Washington Briefs for July 16, 2012
Offshore drilling expansion
U.S. Sens. David Vitter, R-La., and Jeff Sessions, R-Ala., filed new legislation to expand offshore oil-and-gas drilling off the Atlantic and Pacific coasts.
The bill is a response to President Barack Obama’s five-year plan for offshore drilling that was released last month. Obama’s plan focuses on Outer Continental Shelf drilling in the Gulf of Mexico and, eventually, off Alaska’s coast.
Obama is pushing for new surveying data and studies before moving ahead with drilling off the Atlantic coast.
Vitter wants to return to the increased offshore drilling plans originally proposed under former President George W. Bush.
“Obama’s five-year lease plan for offshore production is only half of what the previous plan was moving us in the complete wrong direction of where our energy production should be headed,” Vitter said in the announcement.

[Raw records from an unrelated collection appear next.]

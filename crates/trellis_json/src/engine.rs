//! The engine: strategy lists, dispatch caches, and the public
//! serialize/deserialize surface.

use core::any::TypeId;
use std::io::{Read, Write};
use std::sync::{Arc, PoisonError, RwLock};

use hashbrown::HashMap;

use trellis_reflect::info::{DynamicTyped, StructInfo, TypeInfo, Typed};
use trellis_reflect::registry::{TypeRegistryArc, TypeTraitFactory};
use trellis_reflect::{Reflect, TypeIdMap};

use crate::config::EngineConfig;
use crate::de::{ParseCx, ParseOutcome, PolySwitch, TokenCursor, TokenParser, default_parsers};
use crate::describe::{CreationDescription, Rule, ValueReader, value_readers};
use crate::error::{DeserializeError, SerializeError};
use crate::meta::{ReadSession, WriteSession};
use crate::ser::{WriteCx, WriteInstructor, default_instructors};
use crate::token::TokenKind;
use crate::writer::{CompactStyle, IndentStyle, JsonTextWriter, WhitespaceStyle};

// -----------------------------------------------------------------------------
// Engine

/// The shared serialization engine.
///
/// Strategy lists are fixed at construction; dispatch caches, creation
/// descriptions, and value-reader lists populate lazily and live for the
/// engine's lifetime. Population takes the exclusive section; hits take
/// the shared one, so concurrent calls against one engine are cheap.
///
/// # Examples
///
/// ```
/// use trellis_json::Engine;
/// use trellis_reflect::{derive::Reflect, registry::TypeRegistryArc};
///
/// #[derive(Reflect, Debug, PartialEq)]
/// struct Point { x: i32, y: i32 }
///
/// let registry = TypeRegistryArc::default();
/// registry.write().register::<Point>();
///
/// let engine = Engine::new(registry);
/// let text = engine.serialize(&Point { x: 1, y: -2 }).unwrap();
/// assert_eq!(text, r#"{"x":1,"y":-2}"#);
///
/// let point: Point = engine.deserialize(&text).unwrap();
/// assert_eq!(point, Point { x: 1, y: -2 });
/// ```
pub struct Engine {
    registry: TypeRegistryArc,
    config: EngineConfig,

    parsers: Vec<Arc<dyn TokenParser>>,
    instructors: Vec<Arc<dyn WriteInstructor>>,
    poly_switches: TypeIdMap<Arc<dyn PolySwitch>>,
    rules: TypeIdMap<Rule>,

    parser_cache: RwLock<HashMap<(TokenKind, TypeId), Arc<dyn TokenParser>>>,
    instructor_cache: RwLock<TypeIdMap<Arc<dyn WriteInstructor>>>,
    creation_cache: RwLock<TypeIdMap<Arc<CreationDescription>>>,
    reader_cache: RwLock<TypeIdMap<Arc<[ValueReader]>>>,
    rule_reader_cache: RwLock<TypeIdMap<Arc<[ValueReader]>>>,
}

impl Engine {
    /// Creates an engine over `registry` with the default configuration.
    pub fn new(registry: TypeRegistryArc) -> Self {
        Self::with_config(registry, EngineConfig::default())
    }

    /// Creates an engine with an explicit configuration.
    pub fn with_config(registry: TypeRegistryArc, config: EngineConfig) -> Self {
        let parsers = default_parsers();
        let instructors = default_instructors();
        log::debug!(
            "engine ready: {} parsers, {} instructors",
            parsers.len(),
            instructors.len()
        );
        Self {
            registry,
            config,
            parsers,
            instructors,
            poly_switches: TypeIdMap::default(),
            rules: TypeIdMap::default(),
            parser_cache: RwLock::new(HashMap::new()),
            instructor_cache: RwLock::new(TypeIdMap::default()),
            creation_cache: RwLock::new(TypeIdMap::default()),
            reader_cache: RwLock::new(TypeIdMap::default()),
            rule_reader_cache: RwLock::new(TypeIdMap::default()),
        }
    }

    /// The engine's configuration.
    #[inline]
    pub fn config(&self) -> &EngineConfig {
        &self.config
    }

    /// The engine's registry.
    #[inline]
    pub fn registry(&self) -> &TypeRegistryArc {
        &self.registry
    }

    /// Installs an allow/deny rule over `T`'s serialized members.
    pub fn add_rule<T: Typed>(&mut self, rule: Rule) {
        self.rules.insert(TypeId::of::<T>(), rule);
    }

    /// Registers a polymorphic-switch strategy for the concrete type `T`.
    pub fn register_poly_switch<T: Typed>(&mut self, switch: Arc<dyn PolySwitch>) {
        self.poly_switches.insert(TypeId::of::<T>(), switch);
    }

    /// Installs a custom parser ahead of the built-in list.
    ///
    /// Order is a correctness-relevant configuration: the first strategy
    /// whose predicate matches wins.
    pub fn push_parser(&mut self, parser: Arc<dyn TokenParser>) {
        self.parsers.insert(0, parser);
    }

    /// Installs a custom instructor ahead of the built-in list.
    pub fn push_instructor(&mut self, instructor: Arc<dyn WriteInstructor>) {
        self.instructors.insert(0, instructor);
    }

    // -------------------------------------------------------------------------
    // Dispatch

    pub(crate) fn parser_for(
        &self,
        token: TokenKind,
        target: &'static TypeInfo,
    ) -> Result<Arc<dyn TokenParser>, DeserializeError> {
        let key = (token, target.type_id());
        if let Some(parser) = self
            .parser_cache
            .read()
            .unwrap_or_else(PoisonError::into_inner)
            .get(&key)
        {
            return Ok(Arc::clone(parser));
        }

        let parser = self
            .parsers
            .iter()
            .find(|parser| parser.accepts(token, target))
            .ok_or(DeserializeError::NoParser {
                token,
                type_path: target.type_path(),
            })?;

        if parser.cacheable() {
            log::trace!(
                "parser cache insert: {token:?} / `{}`",
                target.type_path()
            );
            self.parser_cache
                .write()
                .unwrap_or_else(PoisonError::into_inner)
                .entry(key)
                .or_insert_with(|| Arc::clone(parser));
        }
        Ok(Arc::clone(parser))
    }

    pub(crate) fn instructor_for(
        &self,
        info: &'static TypeInfo,
    ) -> Result<Arc<dyn WriteInstructor>, SerializeError> {
        let key = info.type_id();
        if let Some(instructor) = self
            .instructor_cache
            .read()
            .unwrap_or_else(PoisonError::into_inner)
            .get(&key)
        {
            return Ok(Arc::clone(instructor));
        }

        let instructor = self
            .instructors
            .iter()
            .find(|instructor| instructor.accepts(info, self))
            .ok_or(SerializeError::NoInstructor {
                type_path: info.type_path(),
            })?;

        if instructor.cacheable() {
            log::trace!("instructor cache insert: `{}`", info.type_path());
            self.instructor_cache
                .write()
                .unwrap_or_else(PoisonError::into_inner)
                .entry(key)
                .or_insert_with(|| Arc::clone(instructor));
        }
        Ok(Arc::clone(instructor))
    }

    // -------------------------------------------------------------------------
    // Type analysis caches

    pub(crate) fn creation_for(
        &self,
        info: &'static StructInfo,
    ) -> Result<Arc<CreationDescription>, DeserializeError> {
        let key = info.ty().id();
        if let Some(desc) = self
            .creation_cache
            .read()
            .unwrap_or_else(PoisonError::into_inner)
            .get(&key)
        {
            return Ok(Arc::clone(desc));
        }

        let desc = Arc::new(CreationDescription::build(
            info,
            self.config.key_normalizer.as_ref(),
        )?);
        Ok(Arc::clone(
            self.creation_cache
                .write()
                .unwrap_or_else(PoisonError::into_inner)
                .entry(key)
                .or_insert(desc),
        ))
    }

    pub(crate) fn readers_for(&self, info: &'static StructInfo) -> Arc<[ValueReader]> {
        let key = info.ty().id();
        if let Some(readers) = self
            .reader_cache
            .read()
            .unwrap_or_else(PoisonError::into_inner)
            .get(&key)
        {
            return Arc::clone(readers);
        }

        let readers: Arc<[ValueReader]> = value_readers(info).into();
        Arc::clone(
            self.reader_cache
                .write()
                .unwrap_or_else(PoisonError::into_inner)
                .entry(key)
                .or_insert(readers),
        )
    }

    /// The reader list with any per-type rule applied.
    pub(crate) fn effective_readers(&self, info: &'static StructInfo) -> Arc<[ValueReader]> {
        let key = info.ty().id();
        let Some(rule) = self.rules.get(&key) else {
            return self.readers_for(info);
        };

        if let Some(readers) = self
            .rule_reader_cache
            .read()
            .unwrap_or_else(PoisonError::into_inner)
            .get(&key)
        {
            return Arc::clone(readers);
        }

        let filtered: Arc<[ValueReader]> = rule.filter(&self.readers_for(info)).into();
        Arc::clone(
            self.rule_reader_cache
                .write()
                .unwrap_or_else(PoisonError::into_inner)
                .entry(key)
                .or_insert(filtered),
        )
    }

    pub(crate) fn has_rule(&self, type_id: TypeId) -> bool {
        self.rules.contains_key(&type_id)
    }

    pub(crate) fn poly_switch_for(&self, type_id: TypeId) -> Option<Arc<dyn PolySwitch>> {
        self.poly_switches.get(&type_id).map(Arc::clone)
    }

    // -------------------------------------------------------------------------
    // Names and factories

    /// The discriminator text for a type: alias first, else full path.
    pub(crate) fn type_name_for(&self, info: &'static TypeInfo) -> String {
        let path = info.type_path();
        match self.config.aliases.name_for(path) {
            Some(alias) => alias.to_string(),
            None => path.to_string(),
        }
    }

    /// Resolves a discriminator back to a registered type: alias table
    /// first, then registry path, then unambiguous short name.
    pub(crate) fn resolve_type_name(
        &self,
        name: &str,
        generics: &[String],
    ) -> Result<&'static TypeInfo, DeserializeError> {
        let composed;
        let full: &str = if generics.is_empty() {
            name
        } else {
            composed = format!("{name}<{}>", generics.join(", "));
            &composed
        };

        let registry = self.registry.read();
        let resolved = match self.config.aliases.path_for(full) {
            Some(path) => registry.get_with_type_path(path),
            None => registry
                .get_with_type_path(full)
                .or_else(|| registry.get_with_type_name(full)),
        };
        resolved
            .map(|meta| meta.type_info())
            .ok_or_else(|| DeserializeError::UnknownTypeName {
                name: full.to_string(),
            })
    }

    /// Builds a container destination, honoring a registered
    /// [`TypeTraitFactory`] override.
    pub(crate) fn make_container(
        &self,
        type_id: TypeId,
        default: impl FnOnce() -> Box<dyn Reflect>,
    ) -> Box<dyn Reflect> {
        let registry = self.registry.read();
        match registry.get_type_trait::<TypeTraitFactory>(type_id) {
            Some(factory) => factory.make(),
            None => default(),
        }
    }

    // -------------------------------------------------------------------------
    // Public surface: serialize

    /// Serializes a value to JSON text.
    pub fn serialize<T: Reflect>(&self, value: &T) -> Result<String, SerializeError> {
        self.serialize_dyn(value.as_reflect())
    }

    /// Serializes an already-erased value to JSON text.
    pub fn serialize_dyn(&self, value: &dyn Reflect) -> Result<String, SerializeError> {
        let mut out = String::new();
        self.serialize_into(value, &mut out)?;
        Ok(out)
    }

    /// Serializes into a byte sink.
    pub fn serialize_to<W: Write>(
        &self,
        value: &dyn Reflect,
        sink: W,
    ) -> Result<(), SerializeError> {
        let mut adapter = IoAdapter {
            sink,
            error: None,
        };
        let result = self.serialize_into(value, &mut adapter);
        match adapter.error {
            Some(error) => Err(SerializeError::Sink(error)),
            None => result,
        }
    }

    fn serialize_into(
        &self,
        value: &dyn Reflect,
        out: &mut dyn core::fmt::Write,
    ) -> Result<(), SerializeError> {
        let compact = CompactStyle;
        let indented = IndentStyle {
            indent: self.config.indent,
        };
        let style: &dyn WhitespaceStyle = if self.config.pretty { &indented } else { &compact };

        let mut writer = JsonTextWriter::new(out, style, self.config.key_normalizer.as_ref());
        let mut session = WriteSession::new();
        let mut cx = WriteCx {
            engine: self,
            writer: &mut writer,
            session: &mut session,
        };
        cx.write_value(value)
    }

    // -------------------------------------------------------------------------
    // Public surface: deserialize

    /// Deserializes JSON text into a `T`.
    pub fn deserialize<T: Reflect + Typed>(&self, text: &str) -> Result<T, DeserializeError> {
        let value = self.deserialize_dyn(text, T::type_info())?;
        value
            .take::<T>()
            .map_err(|value| DeserializeError::TypeMismatch {
                requested: T::type_path(),
                found: value.reflect_type_info().type_path(),
            })
    }

    /// Deserializes JSON text against a runtime-chosen type.
    pub fn deserialize_dyn(
        &self,
        text: &str,
        target: &'static TypeInfo,
    ) -> Result<Box<dyn Reflect>, DeserializeError> {
        let mut cursor = TokenCursor::new(text);
        let mut session = ReadSession::new();

        let outcome = {
            let mut cx = ParseCx {
                engine: self,
                cursor: &mut cursor,
                session: &mut session,
            };
            let token = cx.cursor.next()?;
            cx.parse_token(token, target)?
        };

        let resolved = match outcome {
            ParseOutcome::Resolved(resolved) => resolved,
            // The top-level value itself never resolved.
            ParseOutcome::Deferred { awaited, .. } => {
                return Err(DeserializeError::UnresolvedReference { id: awaited });
            }
        };
        if let Some(candidate) = resolved.pending.first() {
            return Err(DeserializeError::UnresolvedReference {
                id: candidate.awaited,
            });
        }
        session.finish()?;

        if !cursor.at_end() {
            return Err(DeserializeError::Trailing {
                pos: cursor.position(),
            });
        }
        Ok(resolved.value)
    }

    /// Deserializes from a byte source.
    pub fn deserialize_from<T: Reflect + Typed, R: Read>(
        &self,
        mut source: R,
    ) -> Result<T, DeserializeError> {
        let mut text = String::new();
        source.read_to_string(&mut text)?;
        self.deserialize(&text)
    }
}

// -----------------------------------------------------------------------------
// IoAdapter

/// Bridges `fmt::Write` onto `io::Write`, stashing the first I/O error.
struct IoAdapter<W: Write> {
    sink: W,
    error: Option<std::io::Error>,
}

impl<W: Write> core::fmt::Write for IoAdapter<W> {
    fn write_str(&mut self, s: &str) -> core::fmt::Result {
        match self.sink.write_all(s.as_bytes()) {
            Ok(()) => Ok(()),
            Err(error) => {
                self.error = Some(error);
                Err(core::fmt::Error)
            }
        }
    }
}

The bill also proposed expediting drilling plans for the eastern Gulf and Alaska.
Cassidy supports oil
Speaking of oil, U.S. Rep. Bill Cassidy, R-Baton Rouge, wrote a “Don’t Hate on Oil Companies” column this past week in The Washington Times.
Cassidy’s column tried to warn the public about President Barack Obama arguing to “make the oil companies pay their fair share.”

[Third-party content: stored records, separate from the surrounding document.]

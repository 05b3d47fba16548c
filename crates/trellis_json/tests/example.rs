//! The canonical metadata example: one object, full metadata section.

use trellis_json::{Engine, EngineConfig, TypeMetadataMode};
use trellis_reflect::derive::Reflect;
use trellis_reflect::registry::TypeRegistryArc;

#[derive(Reflect, Debug, PartialEq)]
#[reflect(type_path = "demo::Person")]
struct Person {
    name: String,
    age: u32,
}

#[test]
fn metadata_carries_id_then_discriminator_then_members() {
    let registry = TypeRegistryArc::default();
    registry.write().register::<Person>();
    let engine = Engine::with_config(
        registry,
        EngineConfig::new()
            .preserve_references(true)
            .type_metadata(TypeMetadataMode::All),
    );

    let person = Person {
        name: "Ada".into(),
        age: 2,
    };

    let text = engine.serialize(&person).unwrap();
    assert_eq!(
        text,
        r#"{"$id":"1","$type":"demo::Person","name":"Ada","age":2}"#
    );

    let back: Person = engine.deserialize(&text).unwrap();
    assert_eq!(back, person);
}

#[test]
fn engine_calls_are_independent() {
    let registry = TypeRegistryArc::default();
    registry.write().register::<Person>();
    let engine = Engine::with_config(
        registry,
        EngineConfig::new().preserve_references(true),
    );

    // Ids restart per call; per-call state never leaks across calls.
    let first = engine
        .serialize(&Person {
            name: "A".into(),
            age: 1,
        })
        .unwrap();
    let second = engine
        .serialize(&Person {
            name: "A".into(),
            age: 1,
        })
        .unwrap();
    assert_eq!(first, second);
    assert!(first.contains(r#""$id":"1""#));
}

#[test]
fn shared_engine_runs_from_multiple_threads() {
    use std::sync::Arc;

    let registry = TypeRegistryArc::default();
    registry.write().register::<Person>();
    let engine = Arc::new(Engine::new(registry));

    let handles: Vec<_> = (0..4)
        .map(|age| {
            let engine = Arc::clone(&engine);
            std::thread::spawn(move || {
                let text = engine
                    .serialize(&Person {
                        name: "T".into(),
                        age,
                    })
                    .unwrap();
                let back: Person = engine.deserialize(&text).unwrap();
                assert_eq!(back.age, age);
            })
        })
        .collect();

    for handle in handles {
        handle.join().unwrap();
    }
}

“At a time when businesses can choose to locate almost anywhere in the world, development of domestic energy resources, by definition, creates jobs right here at home,” Cassidy wrote of the Republican push for more domestic drilling. “The job-creation potential of the energy sector, however, is not limited to those in oil and gas extraction. It also means more pipeline construction and the expansion of petrochemical plants, which create both construction jobs and permanent manufacturing jobs.”
Repealing tax breaks for oil companies would put them at an unfair disadvantage and wrongly single them out, he contended.

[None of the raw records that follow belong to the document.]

//! Leaf codecs for the external scalar stack: timestamps, durations,
//! identifiers, and exact decimals.

use crate::Reflect;
use crate::impls::NonGenericTypeInfoCell;
use crate::impls::{impl_reflect_leaf, impl_type_path_named};
use crate::registry::{GetTypeMeta, TypeMeta};
use crate::info::{
    DynamicTypePath, KeyForm, LeafError, LeafInfo, NumberKind, ScalarForm, ScalarInput, TypeInfo,
    Typed,
};

// -----------------------------------------------------------------------------
// Text-form leaves

/// Implements a leaf whose wire form is its `FromStr`/`Display` text.
macro_rules! impl_text_leaf {
    ($ty:ty, $path:literal) => {
        impl Typed for $ty {
            fn type_info() -> &'static TypeInfo {
                static CELL: NonGenericTypeInfoCell = NonGenericTypeInfoCell::new();
                CELL.get_or_init(|| {
                    TypeInfo::Leaf(LeafInfo::new::<$ty>(
                        |input| match input {
                            ScalarInput::Text(text) => text
                                .parse::<$ty>()
                                .map(|value| Box::new(value) as Box<dyn Reflect>)
                                .map_err(|_| LeafError::Malformed {
                                    type_path: $path,
                                    literal: text.to_string(),
                                }),
                            other => Err(LeafError::UnexpectedInput {
                                expected: "string",
                                received: other.description(),
                            }),
                        },
                        |value| {
                            let value =
                                value.downcast_ref::<$ty>().ok_or(LeafError::UnexpectedInput {
                                    expected: $path,
                                    received: value.reflect_type_path(),
                                })?;
                            Ok(ScalarForm::Text(value.to_string()))
                        },
                    ))
                })
            }
        }
    };
}

impl_type_path_named!(jiff::Timestamp, "jiff", "Timestamp");
impl_reflect_leaf!(jiff::Timestamp);
impl GetTypeMeta for jiff::Timestamp {
    fn get_type_meta() -> TypeMeta {
        TypeMeta::of::<Self>()
    }
}
impl_text_leaf!(jiff::Timestamp, "jiff::Timestamp");

impl_type_path_named!(jiff::SignedDuration, "jiff", "SignedDuration");
impl_reflect_leaf!(jiff::SignedDuration);
impl GetTypeMeta for jiff::SignedDuration {
    fn get_type_meta() -> TypeMeta {
        TypeMeta::of::<Self>()
    }
}
impl_text_leaf!(jiff::SignedDuration, "jiff::SignedDuration");

// -----------------------------------------------------------------------------
// Uuid

impl_type_path_named!(uuid::Uuid, "uuid", "Uuid");
impl_reflect_leaf!(uuid::Uuid);
impl GetTypeMeta for uuid::Uuid {
    fn get_type_meta() -> TypeMeta {
        TypeMeta::of::<Self>()
    }
}

impl Typed for uuid::Uuid {
    fn type_info() -> &'static TypeInfo {
        static CELL: NonGenericTypeInfoCell = NonGenericTypeInfoCell::new();
        CELL.get_or_init(|| {
            TypeInfo::Leaf(
                LeafInfo::new::<uuid::Uuid>(
                    |input| match input {
                        ScalarInput::Text(text) => text
                            .parse::<uuid::Uuid>()
                            .map(|value| Box::new(value) as Box<dyn Reflect>)
                            .map_err(|_| LeafError::Malformed {
                                type_path: "uuid::Uuid",
                                literal: text.to_string(),
                            }),
                        other => Err(LeafError::UnexpectedInput {
                            expected: "string",
                            received: other.description(),
                        }),
                    },
                    |value| {
                        let value =
                            value
                                .downcast_ref::<uuid::Uuid>()
                                .ok_or(LeafError::UnexpectedInput {
                                    expected: "uuid::Uuid",
                                    received: value.reflect_type_path(),
                                })?;
                        Ok(ScalarForm::Text(value.to_string()))
                    },
                )
                .with_key_codec(
                    |value| {
                        let value =
                            value
                                .downcast_ref::<uuid::Uuid>()
                                .ok_or(LeafError::UnexpectedInput {
                                    expected: "uuid::Uuid",
                                    received: value.reflect_type_path(),
                                })?;
                        Ok(KeyForm {
                            text: value.to_string(),
                            normalize: false,
                        })
                    },
                    |text| {
                        text.parse::<uuid::Uuid>()
                            .map(|value| Box::new(value) as Box<dyn Reflect>)
                            .map_err(|_| LeafError::Malformed {
                                type_path: "uuid::Uuid",
                                literal: text.to_string(),
                            })
                    },
                ),
            )
        })
    }
}

// -----------------------------------------------------------------------------
// Decimal

impl_type_path_named!(rust_decimal::Decimal, "rust_decimal", "Decimal");
impl_reflect_leaf!(rust_decimal::Decimal);
impl GetTypeMeta for rust_decimal::Decimal {
    fn get_type_meta() -> TypeMeta {
        TypeMeta::of::<Self>()
    }
}

impl Typed for rust_decimal::Decimal {
    fn type_info() -> &'static TypeInfo {
        static CELL: NonGenericTypeInfoCell = NonGenericTypeInfoCell::new();
        CELL.get_or_init(|| {
            TypeInfo::Leaf(LeafInfo::new::<rust_decimal::Decimal>(
                |input| {
                    let lit = match input {
                        ScalarInput::Number(lit) => lit,
                        other => {
                            return Err(LeafError::UnexpectedInput {
                                expected: "number",
                                received: other.description(),
                            });
                        }
                    };
                    // `from_str` has no exponent support; scientific
                    // literals take the dedicated constructor.
                    let parsed = if matches!(lit.kind, NumberKind::Float)
                        && lit.text.contains(['e', 'E'])
                    {
                        rust_decimal::Decimal::from_scientific(lit.text)
                    } else {
                        lit.text.parse::<rust_decimal::Decimal>()
                    };
                    parsed
                        .map(|value| Box::new(value) as Box<dyn Reflect>)
                        .map_err(|_| LeafError::OutOfRange {
                            type_path: "rust_decimal::Decimal",
                            literal: lit.text.to_string(),
                        })
                },
                |value| {
                    let value = value.downcast_ref::<rust_decimal::Decimal>().ok_or(
                        LeafError::UnexpectedInput {
                            expected: "rust_decimal::Decimal",
                            received: value.reflect_type_path(),
                        },
                    )?;
                    Ok(ScalarForm::Number(value.to_string()))
                },
            ))
        })
    }
}

// -----------------------------------------------------------------------------
// Tests

#[cfg(test)]
mod tests {
    use crate::info::{ScalarForm, ScalarInput, Typed};

    #[test]
    fn timestamp_round_trips_as_text() {
        let leaf = jiff::Timestamp::type_info().as_leaf().unwrap();
        let parsed = leaf
            .parse(ScalarInput::Text("2024-06-19T15:22:45Z"))
            .unwrap();
        let formatted = leaf.format(&*parsed).unwrap();
        assert_eq!(formatted, ScalarForm::Text("2024-06-19T15:22:45Z".into()));
    }

    #[test]
    fn decimal_is_a_number_on_the_wire() {
        use crate::info::{NumberKind, NumberLiteral};

        let leaf = rust_decimal::Decimal::type_info().as_leaf().unwrap();
        let parsed = leaf
            .parse(ScalarInput::Number(NumberLiteral {
                text: "12.340",
                kind: NumberKind::Float,
            }))
            .unwrap();
        assert_eq!(
            leaf.format(&*parsed).unwrap(),
            ScalarForm::Number("12.340".into())
        );
    }
}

Cassidy health care meeting
Apart from writing columns in Washington, U.S. Rep. Bill Cassidy, R-Baton Rouge, is hosting a town hall meeting to discuss health care Monday.
The town hall is at 6 p.m. Monday in the auditorium of Our Lady of the Lake Regional Medical Center, 5000 Hennessy Blvd. in Baton Rouge.
Cassidy is expected to address the Supreme Court ruling maintaining the constitutionality of President Barack Obama’s health care plan. He will also discuss House GOP efforts to repeal the plan.
Cassidy also is planning to take questions from the audience during the two-hour, public event.
Boustany wants rice protections
U.S. Rep. Charles Boustany, R-Lafayette, touted that the U.S. House version of the federal farm bill includes more protections for Louisiana rice farmers than the one approved in the U.S. Senate.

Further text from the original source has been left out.